### Exercise aim
Below are some records; output exactly the lines from the line with "absolutize_path(&Self::default_config_path())" to the line with "let file_cfg = if", both ends kept, and nothing more.

Start of Data in this exercise

use std::ffi::OsStr;
use std::path::{Component, Path, PathBuf};
use std::time::Duration;

use anyhow::{Context, Result};
use serde::Deserialize;

const DEBOUNCE_PERIOD_SECS: u64 = 10;
const ICLOUD_CHECK_PERIOD_SECS: u64 = 20;
const ICLOUD_REFRESH_PERIOD_SECS: u64 = 90;

#[derive(Debug, Default, Deserialize, Clone)]
struct PartialConfig {
    #[serde(default)]
    directory: Option<PathBuf>,
    #[serde(default)]
    username: Option<String>,
    #[serde(default)]
    password: Option<String>,
    #[serde(default)]
    cookie_directory: Option<PathBuf>,
    #[serde(default)]
    ignore_regexes_path: Option<PathBuf>,
    #[serde(default)]
    include_regexes_path: Option<PathBuf>,
    #[serde(default)]
    logging_config_path: Option<PathBuf>,
    #[serde(default)]
    log_path: Option<PathBuf>,
    #[serde(default)]
    debounce_period: Option<u64>,
    #[serde(default)]
    icloud_check_period: Option<u64>,
    #[serde(default)]
    icloud_refresh_period: Option<u64>,
    #[serde(default)]
    max_workers: Option<usize>,
}

#[derive(Debug, Clone)]
pub struct Config {
    pub directory: PathBuf,
    pub username: String,
    pub password: Option<String>,
    pub cookie_directory: PathBuf,
    pub ignore_regexes_path: Option<PathBuf>,
    pub include_regexes_path: Option<PathBuf>,
    pub logging_config_path: Option<PathBuf>,
    pub log_path: PathBuf,
    pub debounce_period: Duration,
    pub icloud_check_period: Duration,
    pub icloud_refresh_period: Duration,
    pub max_workers: usize,
    pub config_path: Option<PathBuf>,
}

#[derive(Debug, Default, Clone)]
pub struct ConfigOverrides {
    pub directory: Option<PathBuf>,
    pub username: Option<String>,
    pub password: Option<String>,
    pub cookie_directory: Option<PathBuf>,
    pub ignore_regexes_path: Option<PathBuf>,
    pub include_regexes_path: Option<PathBuf>,
    pub logging_config_path: Option<PathBuf>,
    pub log_path: Option<PathBuf>,
    pub debounce_period: Option<u64>,
    pub icloud_check_period: Option<u64>,
    pub icloud_refresh_period: Option<u64>,
    pub max_workers: Option<usize>,
}

impl Config {
    pub fn default_cookie_directory() -> PathBuf {
        home_dir().join(".pyicloud")
    }

    pub fn default_log_path() -> PathBuf {
        home_dir().join(".icloudds").join("icloudds.log")
    }

    pub fn default_max_workers() -> usize {
        std::thread::available_parallelism()
            .map(|n| n.get())
            .unwrap_or(1)
    }

    pub fn default_config_path() -> PathBuf {
        home_dir().join(".icloudds").join("config.json")
    }

    pub fn resolve_config_path(flag_path: Option<&Path>) -> PathBuf {
        if let Some(p) = flag_path {
            return absolutize_path(p);
        }

        if let Ok(env_path) = std::env::var("ICLOUDDS_CONFIG_PATH") {
            let env_path = env_path.trim();
            if !env_path.is_empty() {
                return absolutize_path(Path::new(env_path));
            }
        }

        absolutize_path(&Self::default_config_path())
    }

    /// Loads `path` (if present), layers env vars and `overrides` on top
    /// (highest precedence wins: overrides > env > file > default), then
    /// normalizes and validates the result.
    pub fn load_with_overrides(path: &Path, overrides: ConfigOverrides) -> Result<Self> {
        let file_cfg = if path.exists() {
            let data = std::fs::read_to_string(path)
                .with_context(|| format!("read config {}", path.display()))?;
            serde_json::from_str::<PartialConfig>(&data).context("parse config json")?
        } else {
            PartialConfig::default()
        };

        let env_cfg = read_env_config();

        let directory = overrides
            .directory
            .or(env_cfg.directory)
            .or(file_cfg.directory)
            .context("directory is required (-d, ICLOUDDS_DIRECTORY, or config file)")?;
        let username = overrides
            .username
            .or(env_cfg.username)
            .or(file_cfg.username)
            .context("username is required (-u, ICLOUDDS_USERNAME, or config file)")?;
        let password = overrides.password.or(env_cfg.password).or(file_cfg.password);
        let cookie_directory = overrides
            .cookie_directory
            .or(env_cfg.cookie_directory)
            .or(file_cfg.cookie_directory)
            .unwrap_or_else(Self::default_cookie_directory);
        let ignore_regexes_path = overrides
            .ignore_regexes_path
            .or(env_cfg.ignore_regexes_path)
            .or(file_cfg.ignore_regexes_path);
        let include_regexes_path = overrides
            .include_regexes_path
            .or(env_cfg.include_regexes_path)
            .or(file_cfg.include_regexes_path);
        let logging_config_path = overrides
            .logging_config_path
            .or(env_cfg.logging_config_path)
            .or(file_cfg.logging_config_path);
        let log_path = overrides
            .log_path
            .or(env_cfg.log_path)
            .or(file_cfg.log_path)
            .unwrap_or_else(Self::default_log_path);
        let debounce_period = Duration::from_secs(
            overrides
                .debounce_period
                .or(env_cfg.debounce_period)
                .or(file_cfg.debounce_period)
                .unwrap_or(DEBOUNCE_PERIOD_SECS),
        );
        let icloud_check_period = Duration::from_secs(
            overrides
                .icloud_check_period
                .or(env_cfg.icloud_check_period)
                .or(file_cfg.icloud_check_period)
                .unwrap_or(ICLOUD_CHECK_PERIOD_SECS),
        );
        let icloud_refresh_period = Duration::from_secs(
            overrides
                .icloud_refresh_period
                .or(env_cfg.icloud_refresh_period)
                .or(file_cfg.icloud_refresh_period)
                .unwrap_or(ICLOUD_REFRESH_PERIOD_SECS),
        );
        let max_workers = overrides
            .max_workers
            .or(env_cfg.max_workers)
            .or(file_cfg.max_workers)
            .unwrap_or_else(Self::default_max_workers);

        let mut cfg = Config {
            directory,
            username,
            password,
            cookie_directory,
            ignore_regexes_path,
            include_regexes_path,
            logging_config_path,
            log_path,
            debounce_period,
            icloud_check_period,
            icloud_refresh_period,
            max_workers,
            config_path: Some(path.to_path_buf()),
        };
        cfg.normalize()?;
        cfg.validate()?;
        Ok(cfg)
    }

    fn normalize(&mut self) -> Result<()> {
        self.directory = absolutize_path(&self.directory);
        self.cookie_directory = absolutize_path(&self.cookie_directory);
        self.log_path = absolutize_path(&self.log_path);
        if let Some(p) = self.ignore_regexes_path.take() {
            self.ignore_regexes_path = Some(absolutize_path(&p));
        }
        if let Some(p) = self.include_regexes_path.take() {
            self.include_regexes_path = Some(absolutize_path(&p));
        }
        if let Some(p) = self.logging_config_path.take() {
            self.logging_config_path = Some(absolutize_path(&p));
        }
        if let Some(p) = self.config_path.take() {
            self.config_path = Some(absolutize_path(&p));
        }
        Ok(())
    }

    fn validate(&self) -> Result<()> {
        if !self.directory.is_dir() {
            anyhow::bail!("not a directory: {}", self.directory.display());
        }
        if self.username.trim().is_empty() {
            anyhow::bail!("username must not be empty");
        }
        if self.debounce_period < Duration::from_secs(DEBOUNCE_PERIOD_SECS) {
            anyhow::bail!("debounce_period must be at least {DEBOUNCE_PERIOD_SECS}s");
        }
        if self.icloud_check_period < Duration::from_secs(ICLOUD_CHECK_PERIOD_SECS) {
            anyhow::bail!("icloud_check_period must be at least {ICLOUD_CHECK_PERIOD_SECS}s");
        }
        if self.icloud_refresh_period < Duration::from_secs(ICLOUD_REFRESH_PERIOD_SECS) {
            anyhow::bail!("icloud_refresh_period must be at least {ICLOUD_REFRESH_PERIOD_SECS}s");
        }
        if self.max_workers == 0 {
            anyhow::bail!("max_workers must be at least 1");
        }
        Ok(())
    }
}

fn home_dir() -> PathBuf {
    std::env::var_os("HOME")
        .map(PathBuf::from)
        .unwrap_or_else(|| PathBuf::from("."))
}

fn absolutize_path(path: &Path) -> PathBuf {
    let expanded = expand_tilde(path);
    let abs = if expanded.is_absolute() {
        expanded
    } else {
        std::env::current_dir()
            .unwrap_or_else(|_| PathBuf::from("."))
            .join(expanded)
    };
    let cleaned = clean_lexical(&abs);
    // On macOS, /tmp is a symlink to /private/tmp; canonicalize so all path
    // comparisons use consistent forms. Fall back when the path doesn't
    // exist yet.
    std::fs::canonicalize(&cleaned).unwrap_or(cleaned)
}

fn expand_tilde(path: &Path) -> PathBuf {
    let mut components = path.components();
    match components.next() {
        Some(Component::Normal(c)) if c == OsStr::new("~") => {
            let mut out = home_dir();
            for c in components {
                out.push(c.as_os_str());
            }
            out
        }
        _ => path.to_path_buf(),
    }
}

fn clean_lexical(path: &Path) -> PathBuf {
    // Like Go's filepath.Clean + Abs, but without requiring the path to exist.
    let mut out = PathBuf::new();
    for c in path.components() {
        match c {
            Component::Prefix(prefix) => out.push(prefix.as_os_str()),
            Component::RootDir => out.push(Path::new(&std::path::MAIN_SEPARATOR.to_string())),
            Component::CurDir => {}
            Component::ParentDir => {
                if !pop_normal_component(&mut out) && !out.as_os_str().is_empty() {
                    out.push("..");
                }
            }
            Component::Normal(p) => out.push(p),
        }
    }
    if out.as_os_str().is_empty() {
        PathBuf::from(".")
    } else {
        out
    }
}

fn pop_normal_component(path: &mut PathBuf) -> bool {
    let mut comps = path.components().collect::<Vec<_>>();
    match comps.pop() {
        Some(Component::Normal(_)) => {
            *path = rebuild_components(&comps);
            true
        }
        Some(Component::Prefix(_)) | Some(Component::RootDir) | None => false,
        Some(Component::CurDir) => {
            *path = rebuild_components(&comps);
            false
        }
        Some(Component::ParentDir) => {
            *path = rebuild_components(&comps);
            false
        }
    }
}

End of Data in this exercise

### The answer
        absolutize_path(&Self::default_config_path())
    }

    /// Loads `path` (if present), layers env vars and `overrides` on top
    /// (highest precedence wins: overrides > env > file > default), then
    /// normalizes and validates the result.
    pub fn load_with_overrides(path: &Path, overrides: ConfigOverrides) -> Result<Self> {
        let file_cfg = if path.exists() {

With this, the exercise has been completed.